Task objective:
Transcribe the data below verbatim from the line with "if let Some(parent)" to the line with "match std::fs::write(&path, &content)". Include both of those lines.
************
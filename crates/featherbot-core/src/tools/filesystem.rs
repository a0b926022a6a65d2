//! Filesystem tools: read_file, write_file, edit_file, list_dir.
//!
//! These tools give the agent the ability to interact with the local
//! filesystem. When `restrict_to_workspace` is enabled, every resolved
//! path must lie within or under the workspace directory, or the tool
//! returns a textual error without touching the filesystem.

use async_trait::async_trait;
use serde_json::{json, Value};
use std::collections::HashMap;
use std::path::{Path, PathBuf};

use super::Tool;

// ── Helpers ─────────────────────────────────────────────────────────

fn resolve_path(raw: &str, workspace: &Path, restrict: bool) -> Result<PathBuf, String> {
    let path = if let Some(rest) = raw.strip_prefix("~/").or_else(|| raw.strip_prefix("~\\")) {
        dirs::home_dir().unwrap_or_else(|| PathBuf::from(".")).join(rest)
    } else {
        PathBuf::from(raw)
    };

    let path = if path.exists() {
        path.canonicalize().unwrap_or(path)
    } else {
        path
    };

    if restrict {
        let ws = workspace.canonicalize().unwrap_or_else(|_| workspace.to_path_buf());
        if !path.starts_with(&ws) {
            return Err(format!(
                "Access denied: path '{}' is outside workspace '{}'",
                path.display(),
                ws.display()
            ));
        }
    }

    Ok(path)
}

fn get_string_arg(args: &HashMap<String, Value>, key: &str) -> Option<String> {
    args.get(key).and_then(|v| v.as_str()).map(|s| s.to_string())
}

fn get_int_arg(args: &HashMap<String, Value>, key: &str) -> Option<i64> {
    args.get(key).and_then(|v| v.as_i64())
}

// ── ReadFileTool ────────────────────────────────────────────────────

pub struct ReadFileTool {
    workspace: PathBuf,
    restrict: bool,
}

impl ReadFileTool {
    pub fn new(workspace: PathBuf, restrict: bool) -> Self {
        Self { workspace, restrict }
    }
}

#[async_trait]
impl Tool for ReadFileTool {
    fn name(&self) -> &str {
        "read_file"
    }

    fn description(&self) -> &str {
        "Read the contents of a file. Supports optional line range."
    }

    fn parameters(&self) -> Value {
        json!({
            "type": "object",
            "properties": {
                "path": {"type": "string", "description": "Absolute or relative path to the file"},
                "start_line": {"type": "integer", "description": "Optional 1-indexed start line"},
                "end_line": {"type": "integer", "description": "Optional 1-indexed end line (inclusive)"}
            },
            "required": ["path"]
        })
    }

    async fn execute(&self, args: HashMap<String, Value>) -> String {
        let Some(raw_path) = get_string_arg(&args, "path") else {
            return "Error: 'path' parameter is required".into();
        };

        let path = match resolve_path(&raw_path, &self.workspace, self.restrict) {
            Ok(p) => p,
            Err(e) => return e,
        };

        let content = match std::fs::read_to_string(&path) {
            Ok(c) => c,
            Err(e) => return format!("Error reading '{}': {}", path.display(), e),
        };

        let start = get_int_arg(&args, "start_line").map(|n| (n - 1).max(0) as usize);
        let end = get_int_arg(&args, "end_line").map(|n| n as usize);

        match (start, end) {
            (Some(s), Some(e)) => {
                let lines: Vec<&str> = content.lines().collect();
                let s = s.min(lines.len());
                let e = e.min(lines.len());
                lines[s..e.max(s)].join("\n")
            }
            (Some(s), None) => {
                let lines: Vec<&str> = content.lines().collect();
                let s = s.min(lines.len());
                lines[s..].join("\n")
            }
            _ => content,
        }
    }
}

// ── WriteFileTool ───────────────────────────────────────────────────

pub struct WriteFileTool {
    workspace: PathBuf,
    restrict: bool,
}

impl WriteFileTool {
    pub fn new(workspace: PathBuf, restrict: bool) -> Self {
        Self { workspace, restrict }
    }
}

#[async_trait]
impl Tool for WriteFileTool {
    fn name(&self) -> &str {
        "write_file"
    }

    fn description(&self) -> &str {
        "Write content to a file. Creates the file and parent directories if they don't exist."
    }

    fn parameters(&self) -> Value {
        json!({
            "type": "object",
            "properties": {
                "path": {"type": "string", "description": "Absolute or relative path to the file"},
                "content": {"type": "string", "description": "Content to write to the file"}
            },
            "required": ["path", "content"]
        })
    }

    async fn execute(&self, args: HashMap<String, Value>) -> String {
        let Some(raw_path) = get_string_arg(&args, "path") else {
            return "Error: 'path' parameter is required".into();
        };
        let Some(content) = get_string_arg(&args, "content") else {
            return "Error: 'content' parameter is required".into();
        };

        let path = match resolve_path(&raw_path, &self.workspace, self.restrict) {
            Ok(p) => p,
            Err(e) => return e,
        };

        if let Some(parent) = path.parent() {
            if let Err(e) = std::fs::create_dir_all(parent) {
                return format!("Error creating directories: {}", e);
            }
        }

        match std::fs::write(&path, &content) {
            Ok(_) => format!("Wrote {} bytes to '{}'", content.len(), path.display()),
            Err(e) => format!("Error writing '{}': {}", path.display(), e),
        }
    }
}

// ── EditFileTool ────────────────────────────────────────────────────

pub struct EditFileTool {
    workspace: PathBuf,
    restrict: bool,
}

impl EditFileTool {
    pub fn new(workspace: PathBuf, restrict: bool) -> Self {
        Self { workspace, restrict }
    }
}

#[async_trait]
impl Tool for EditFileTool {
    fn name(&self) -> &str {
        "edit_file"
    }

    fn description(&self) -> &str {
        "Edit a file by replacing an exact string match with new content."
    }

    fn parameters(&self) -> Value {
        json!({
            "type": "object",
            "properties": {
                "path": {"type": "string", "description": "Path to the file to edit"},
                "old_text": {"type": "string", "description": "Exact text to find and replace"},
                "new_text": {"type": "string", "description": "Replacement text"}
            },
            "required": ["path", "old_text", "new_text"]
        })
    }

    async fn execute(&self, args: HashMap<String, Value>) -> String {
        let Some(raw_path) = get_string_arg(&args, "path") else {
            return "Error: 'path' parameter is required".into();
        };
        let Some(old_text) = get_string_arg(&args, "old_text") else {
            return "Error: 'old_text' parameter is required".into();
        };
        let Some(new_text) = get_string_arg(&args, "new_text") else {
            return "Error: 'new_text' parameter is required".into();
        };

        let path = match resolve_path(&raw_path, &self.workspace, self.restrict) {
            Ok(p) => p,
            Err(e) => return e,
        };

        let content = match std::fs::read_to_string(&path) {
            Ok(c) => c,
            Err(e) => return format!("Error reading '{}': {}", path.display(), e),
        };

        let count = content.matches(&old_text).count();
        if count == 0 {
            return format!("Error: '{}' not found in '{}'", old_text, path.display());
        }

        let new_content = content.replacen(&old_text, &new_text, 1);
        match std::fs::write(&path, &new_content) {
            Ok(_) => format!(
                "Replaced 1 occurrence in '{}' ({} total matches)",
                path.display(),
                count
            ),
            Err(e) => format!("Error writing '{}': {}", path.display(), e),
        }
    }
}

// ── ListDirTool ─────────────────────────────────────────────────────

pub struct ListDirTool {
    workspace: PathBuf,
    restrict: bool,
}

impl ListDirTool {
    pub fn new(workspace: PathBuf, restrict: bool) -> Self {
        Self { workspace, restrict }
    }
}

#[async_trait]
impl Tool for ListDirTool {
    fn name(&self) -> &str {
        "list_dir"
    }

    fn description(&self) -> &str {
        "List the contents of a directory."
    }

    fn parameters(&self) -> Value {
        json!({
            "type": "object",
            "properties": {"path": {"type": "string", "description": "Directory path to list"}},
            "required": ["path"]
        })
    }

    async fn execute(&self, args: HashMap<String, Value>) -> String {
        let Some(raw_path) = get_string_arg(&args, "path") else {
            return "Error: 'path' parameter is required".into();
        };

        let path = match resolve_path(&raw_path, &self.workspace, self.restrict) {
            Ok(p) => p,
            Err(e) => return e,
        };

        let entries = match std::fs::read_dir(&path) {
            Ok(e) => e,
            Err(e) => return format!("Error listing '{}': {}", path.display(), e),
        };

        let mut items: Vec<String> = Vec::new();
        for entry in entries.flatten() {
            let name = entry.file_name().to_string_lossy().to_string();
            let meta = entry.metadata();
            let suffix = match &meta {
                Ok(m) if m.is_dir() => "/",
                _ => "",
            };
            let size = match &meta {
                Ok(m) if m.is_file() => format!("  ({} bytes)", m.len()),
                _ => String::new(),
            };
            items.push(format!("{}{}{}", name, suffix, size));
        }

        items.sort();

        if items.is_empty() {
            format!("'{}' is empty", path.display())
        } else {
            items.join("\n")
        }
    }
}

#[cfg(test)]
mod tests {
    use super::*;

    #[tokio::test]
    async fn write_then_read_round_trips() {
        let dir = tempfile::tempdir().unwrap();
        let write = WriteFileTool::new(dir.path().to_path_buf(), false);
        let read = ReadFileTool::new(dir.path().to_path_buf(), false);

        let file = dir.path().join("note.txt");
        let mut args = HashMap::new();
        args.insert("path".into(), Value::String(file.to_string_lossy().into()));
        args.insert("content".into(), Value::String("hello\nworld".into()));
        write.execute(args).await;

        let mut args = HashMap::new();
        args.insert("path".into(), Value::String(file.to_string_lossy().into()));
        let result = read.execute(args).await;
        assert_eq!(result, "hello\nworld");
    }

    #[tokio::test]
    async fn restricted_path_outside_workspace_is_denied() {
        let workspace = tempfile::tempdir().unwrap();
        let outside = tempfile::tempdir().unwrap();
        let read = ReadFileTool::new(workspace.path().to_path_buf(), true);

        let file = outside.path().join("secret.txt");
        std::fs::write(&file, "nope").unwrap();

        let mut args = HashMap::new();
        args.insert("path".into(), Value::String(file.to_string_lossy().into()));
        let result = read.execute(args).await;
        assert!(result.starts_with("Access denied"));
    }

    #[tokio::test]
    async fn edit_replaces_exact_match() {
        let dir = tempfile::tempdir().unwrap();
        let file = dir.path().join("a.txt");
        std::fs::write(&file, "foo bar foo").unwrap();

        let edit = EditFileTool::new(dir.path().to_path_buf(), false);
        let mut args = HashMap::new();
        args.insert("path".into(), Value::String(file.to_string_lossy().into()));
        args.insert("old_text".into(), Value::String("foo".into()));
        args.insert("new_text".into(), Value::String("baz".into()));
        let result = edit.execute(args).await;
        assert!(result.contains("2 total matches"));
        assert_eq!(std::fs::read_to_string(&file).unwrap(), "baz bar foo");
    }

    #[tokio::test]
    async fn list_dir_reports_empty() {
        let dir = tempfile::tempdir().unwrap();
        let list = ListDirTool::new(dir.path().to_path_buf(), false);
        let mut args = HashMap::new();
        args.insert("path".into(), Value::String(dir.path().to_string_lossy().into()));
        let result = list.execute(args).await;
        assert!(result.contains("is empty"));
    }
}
************
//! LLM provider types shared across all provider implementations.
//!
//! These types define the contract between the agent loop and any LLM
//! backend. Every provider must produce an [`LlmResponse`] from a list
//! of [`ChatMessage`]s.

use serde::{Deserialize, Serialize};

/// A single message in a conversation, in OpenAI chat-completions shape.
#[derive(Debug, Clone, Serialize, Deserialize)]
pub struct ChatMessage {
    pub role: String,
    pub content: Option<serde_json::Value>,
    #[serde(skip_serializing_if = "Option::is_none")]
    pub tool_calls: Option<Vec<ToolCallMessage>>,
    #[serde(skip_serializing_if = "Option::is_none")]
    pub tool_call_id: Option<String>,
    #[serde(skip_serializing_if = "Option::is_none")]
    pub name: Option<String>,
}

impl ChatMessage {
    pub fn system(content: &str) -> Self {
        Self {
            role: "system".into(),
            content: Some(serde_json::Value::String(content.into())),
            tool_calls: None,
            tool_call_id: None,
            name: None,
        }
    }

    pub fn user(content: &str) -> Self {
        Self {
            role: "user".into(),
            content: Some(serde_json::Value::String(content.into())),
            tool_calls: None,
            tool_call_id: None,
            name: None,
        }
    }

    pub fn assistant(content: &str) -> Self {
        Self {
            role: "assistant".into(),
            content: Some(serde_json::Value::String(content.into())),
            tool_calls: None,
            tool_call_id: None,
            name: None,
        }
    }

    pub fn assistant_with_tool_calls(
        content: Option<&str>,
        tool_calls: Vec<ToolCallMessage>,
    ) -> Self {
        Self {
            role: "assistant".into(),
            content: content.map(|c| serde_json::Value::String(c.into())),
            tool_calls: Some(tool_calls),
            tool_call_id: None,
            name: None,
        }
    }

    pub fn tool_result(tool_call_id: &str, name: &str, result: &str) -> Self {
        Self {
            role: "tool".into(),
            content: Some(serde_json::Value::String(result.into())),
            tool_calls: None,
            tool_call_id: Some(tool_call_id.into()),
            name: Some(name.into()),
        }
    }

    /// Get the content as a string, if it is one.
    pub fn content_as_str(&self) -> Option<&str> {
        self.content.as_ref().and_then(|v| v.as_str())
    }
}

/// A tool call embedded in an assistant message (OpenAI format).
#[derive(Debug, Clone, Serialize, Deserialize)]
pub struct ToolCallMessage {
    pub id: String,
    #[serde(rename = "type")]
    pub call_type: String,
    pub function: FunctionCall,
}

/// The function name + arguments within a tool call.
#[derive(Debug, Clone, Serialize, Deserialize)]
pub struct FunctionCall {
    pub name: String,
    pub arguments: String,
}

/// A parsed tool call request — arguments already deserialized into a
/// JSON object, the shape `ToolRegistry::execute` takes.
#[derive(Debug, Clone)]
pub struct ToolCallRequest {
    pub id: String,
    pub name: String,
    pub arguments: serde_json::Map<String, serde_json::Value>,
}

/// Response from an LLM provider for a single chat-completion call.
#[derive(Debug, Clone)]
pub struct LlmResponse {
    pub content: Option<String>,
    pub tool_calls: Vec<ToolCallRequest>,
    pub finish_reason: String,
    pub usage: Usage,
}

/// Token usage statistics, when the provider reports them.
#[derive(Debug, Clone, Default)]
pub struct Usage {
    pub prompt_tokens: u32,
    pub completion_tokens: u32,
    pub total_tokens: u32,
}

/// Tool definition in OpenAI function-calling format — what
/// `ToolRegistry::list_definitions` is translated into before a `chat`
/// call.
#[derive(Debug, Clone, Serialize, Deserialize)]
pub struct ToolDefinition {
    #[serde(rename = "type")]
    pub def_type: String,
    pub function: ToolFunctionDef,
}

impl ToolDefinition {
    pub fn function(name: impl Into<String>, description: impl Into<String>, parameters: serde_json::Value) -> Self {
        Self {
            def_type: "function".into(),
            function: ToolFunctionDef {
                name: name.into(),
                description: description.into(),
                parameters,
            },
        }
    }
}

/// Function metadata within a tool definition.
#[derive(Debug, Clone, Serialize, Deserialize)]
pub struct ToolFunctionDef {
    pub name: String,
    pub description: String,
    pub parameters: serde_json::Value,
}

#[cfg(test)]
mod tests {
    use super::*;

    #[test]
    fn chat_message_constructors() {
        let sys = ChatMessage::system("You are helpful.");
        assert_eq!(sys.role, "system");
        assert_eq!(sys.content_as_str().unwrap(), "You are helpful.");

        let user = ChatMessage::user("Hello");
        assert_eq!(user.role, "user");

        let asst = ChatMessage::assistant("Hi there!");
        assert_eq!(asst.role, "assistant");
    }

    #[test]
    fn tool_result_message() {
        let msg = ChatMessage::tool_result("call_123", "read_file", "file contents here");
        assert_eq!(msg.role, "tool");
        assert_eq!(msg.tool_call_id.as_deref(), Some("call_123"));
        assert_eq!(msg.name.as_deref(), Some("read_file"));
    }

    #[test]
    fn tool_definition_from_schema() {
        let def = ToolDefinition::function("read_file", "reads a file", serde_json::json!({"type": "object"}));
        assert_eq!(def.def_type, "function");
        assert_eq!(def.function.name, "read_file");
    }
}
************
Final answer:
        if let Some(parent) = path.parent() {
            if let Err(e) = std::fs::create_dir_all(parent) {
                return format!("Error creating directories: {}", e);
            }
        }

        match std::fs::write(&path, &content) {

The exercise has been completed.